Human Rights–War on Terror News Update—November 17, 2006

1. German prosecutor asked to investigate Rumsfeld for war crimes
2. Justice Department claims it can indefinitely hold immigrants suspected of terrorism
3. U.S. lifts ban on military training for Latin American countries
4. CIA acknowledges Bush signed documents approving interrogation techniques
5. U.N. committee urges adoption of treaty banning secret detentions
6. Congress passes bill equating animal-rights civil disobedience with terrorism

1. German prosecutor asked to investigate Rumsfeld for war crimes
On Nov. 14, 26 human and civil rights organizations filed a request for the German Federal Prosecutor to investigate whether outgoing U.S. Secretary of Defense Donald Rumsfeld and other U.S. government officials can be charged with war crimes. The three main organizations presenting the claim, the Center for Constitutional Rights, the International Federation for Human Rights and the Republican Attorneys’ Association (Germany), filed the suit on behalf of 11 Iraqis who were held at Abu Ghraib prison and one prisoner at Guantánamo Bay, Cuba. The groups claim the men were physically and psychologically abused as a direct result of a torture policy developed by Donald Rumsfeld and 12 others, including Attorney General Alberto Gonzales and former CIA Director George Tenet. German law allows for “universal jurisdiction” for war crimes, meaning a person can be charged with war crimes in a German court regardless of the defendant’s nationality or where the crimes occurred. Former U.S. Army Brig. Gen. Janis Karpinski, who was in charge of Abu Ghraib when the torture there became public, is set to be the key witness should a prosecution proceed. [JURIST, 11/9/06; Center for Constitutional Rights: Background Brief, 11/14/06; Reuters, 11/14/06]

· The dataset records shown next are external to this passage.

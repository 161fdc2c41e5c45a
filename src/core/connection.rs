//! Repräsentiert eine Verbindung zwischen zwei Punkten (gerade Linie oder Bezier-Kurve).

use glam::Vec3;

/// Forcefields, aus denen die Kontrollpunkte einer Kurve abgeleitet werden
#[derive(Debug, Clone, Copy, PartialEq, Eq)]
pub enum CurveControl {
    /// Ein Forcefield: beide Kontrollpunkte fallen zusammen
    Single(u64),
    /// Zwei Forcefields, Reihenfolge wird pro Frame nach Nähe zum Start bestimmt
    Pair(u64, u64),
}

impl CurveControl {
    /// Gebundene Forcefield-IDs in Bindungsreihenfolge.
    pub fn forcefield_ids(&self) -> Vec<u64> {
        match *self {
            CurveControl::Single(id) => vec![id],
            CurveControl::Pair(a, b) => vec![a, b],
        }
    }

    /// Prüft, ob das Forcefield an dieser Kurve beteiligt ist.
    pub fn uses(&self, forcefield_id: u64) -> bool {
        match *self {
            CurveControl::Single(id) => id == forcefield_id,
            CurveControl::Pair(a, b) => a == forcefield_id || b == forcefield_id,
        }
    }
}

/// Daten einer gekrümmten Connection
#[derive(Debug, Clone, PartialEq)]
pub struct CurveShape {
    /// Gebundene Forcefields (zum Zeitpunkt der Promotion)
    pub control: CurveControl,
    /// Aktuelle kubische Kontrollpunkte (CP1 liegt näher am Start)
    pub control_points: [Vec3; 2],
}

/// Form einer Connection: genau eine Variante gleichzeitig
#[derive(Debug, Clone, PartialEq)]
pub enum ConnectionShape {
    /// Gerade Linie zwischen den Endpunkten
    Straight,
    /// Kubische Bezier-Kurve mit Forcefield-Kontrollpunkten
    Curved(CurveShape),
}

/// Eine Verbindung zwischen zwei Punkten
#[derive(Debug, Clone, PartialEq)]
pub struct Connection {
    /// Eindeutige ID
    pub id: u64,
    /// Start-Punkt-ID
    pub start_id: u64,
    /// End-Punkt-ID
    pub end_id: u64,
    shape: ConnectionShape,
    /// Gerenderte Geometrie: zwei Endpunkte (gerade) oder abgetastete Kurve
    geometry: Vec<Vec3>,
}

impl Connection {
    /// Erstellt eine gerade Verbindung
    pub fn straight(id: u64, start_id: u64, end_id: u64, start_pos: Vec3, end_pos: Vec3) -> Self {
        Self {
            id,
            start_id,
            end_id,
            shape: ConnectionShape::Straight,
            geometry: vec![start_pos, end_pos],
        }
    }

    /// Aktuelle Form
    pub fn shape(&self) -> &ConnectionShape {
        &self.shape
    }

    /// Gibt zurück, ob die Connection als Kurve registriert ist
    pub fn is_curved(&self) -> bool {
        matches!(self.shape, ConnectionShape::Curved(_))
    }

    /// Kurvendaten, falls gekrümmt
    pub fn curve(&self) -> Option<&CurveShape> {
        match &self.shape {
            ConnectionShape::Curved(curve) => Some(curve),
            ConnectionShape::Straight => None,
        }
    }

    /// Aktuelle Polylinie
    pub fn geometry(&self) -> &[Vec3] {
        &self.geometry
    }

    /// Prüft, ob der Punkt Start oder Ende dieser Connection ist
    pub fn references_point(&self, point_id: u64) -> bool {
        self.start_id == point_id || self.end_id == point_id
    }

    /// Prüft, ob die Kurve von diesem Forcefield gesteuert wird
    pub fn is_controlled_by(&self, forcefield_id: u64) -> bool {
        self.curve()
            .is_some_and(|curve| curve.control.uses(forcefield_id))
    }

    /// Setzt die Geometrie einer geraden Connection auf die aktuellen Endpunkte.
    /// Bei Kurven ohne Wirkung.
    pub fn update_straight_geometry(&mut self, start_pos: Vec3, end_pos: Vec3) {
        if self.is_curved() {
            return;
        }
        self.geometry.clear();
        self.geometry.extend([start_pos, end_pos]);
    }

    /// Ersetzt Form und Geometrie in einem Schritt (Promotion oder Refresh).
    pub fn set_curve(&mut self, curve: CurveShape, samples: Vec<Vec3>) {
        self.shape = ConnectionShape::Curved(curve);
        self.geometry = samples;
    }

    /// Aktualisiert Kontrollpunkte und Samples einer bestehenden Kurve.
    pub fn refresh_curve(&mut self, control_points: [Vec3; 2], samples: Vec<Vec3>) {
        if let ConnectionShape::Curved(curve) = &mut self.shape {
            curve.control_points = control_points;
            self.geometry = samples;
        }
    }
}

#[cfg(test)]
mod tests {
    use super::*;

    #[test]
    fn straight_connection_has_endpoint_geometry() {
        let mut conn = Connection::straight(3, 1, 2, Vec3::ZERO, Vec3::X);
        assert_eq!(conn.geometry(), &[Vec3::ZERO, Vec3::X]);
        assert!(!conn.is_curved());

        conn.update_straight_geometry(Vec3::Y, Vec3::Z);
        assert_eq!(conn.geometry(), &[Vec3::Y, Vec3::Z]);
    }

    #[test]
    fn curve_replaces_shape_and_geometry() {
        let mut conn = Connection::straight(3, 1, 2, Vec3::ZERO, Vec3::X);
        conn.set_curve(
            CurveShape {
                control: CurveControl::Pair(7, 8),
                control_points: [Vec3::Y, Vec3::Y],
            },
            vec![Vec3::ZERO, Vec3::Y, Vec3::X],
        );

        assert!(conn.is_curved());
        assert!(conn.is_controlled_by(8));
        assert!(!conn.is_controlled_by(9));
        assert_eq!(conn.geometry().len(), 3);

        // gerade Aktualisierung darf Kurven nicht überschreiben
        conn.update_straight_geometry(Vec3::ZERO, Vec3::X);
        assert_eq!(conn.geometry().len(), 3);
    }
}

2. Justice Department claims it can indefinitely hold immigrants suspected of terrorism
The U.S. Justice Department is arguing that immigrants detained in the United States and labeled “enemy combatants” under the new Military Commissions Act cannot seek relief from U.S. courts. The government made the claim in a Nov. 13 motion to dismiss filed in the 4th U.S. Circuit Court of Appeals in the case of Ali Saleh Kahlah al-Marri, a Qatari citizen who was studying in the United States and is accused of being a sleeper agent for al-Qaeda. Al-Marri, who is being held in a military prison in South Carolina, is challenging the lawfulness of his detention; his lawyers claim he has the right to such a challenge because he was arrested and is being held within the United States. However, the Justice Department asserts that the Military Commissions Act removes court jurisdiction over non-citizen enemy combatants, regardless of whether they are detained within or outside of the United States. [JURIST, 11/14/06; AP, 11/14/06; background info: HRWT News Update, 10/20/06]

3. U.S. lifts ban on military training for Latin American countries
The Bush administration on Oct. 2 granted a waiver allowing the resumption of military training for 11 Latin American and Caribbean countries. The ban on training is part of a 2002 U.S. law restricting military aid to countries that refuse to promise immunity to any U.S. service member taken before the International Criminal Court on war-crimes charges. The United States has refused to become a party to the international court, which was established in 2002 to prosecute alleged perpetrators of genocide, war crimes and crimes against humanity. The presidential waiver is thought to be motivated by concerns about the increasing number of leftist leaders being elected in Latin America, including Hugo Chavez of Venezuela, Evo Morales of Bolivia and Daniel Ortega of Nicaragua. [USA Today, 11/10/06; International Criminal Court background info: MISF]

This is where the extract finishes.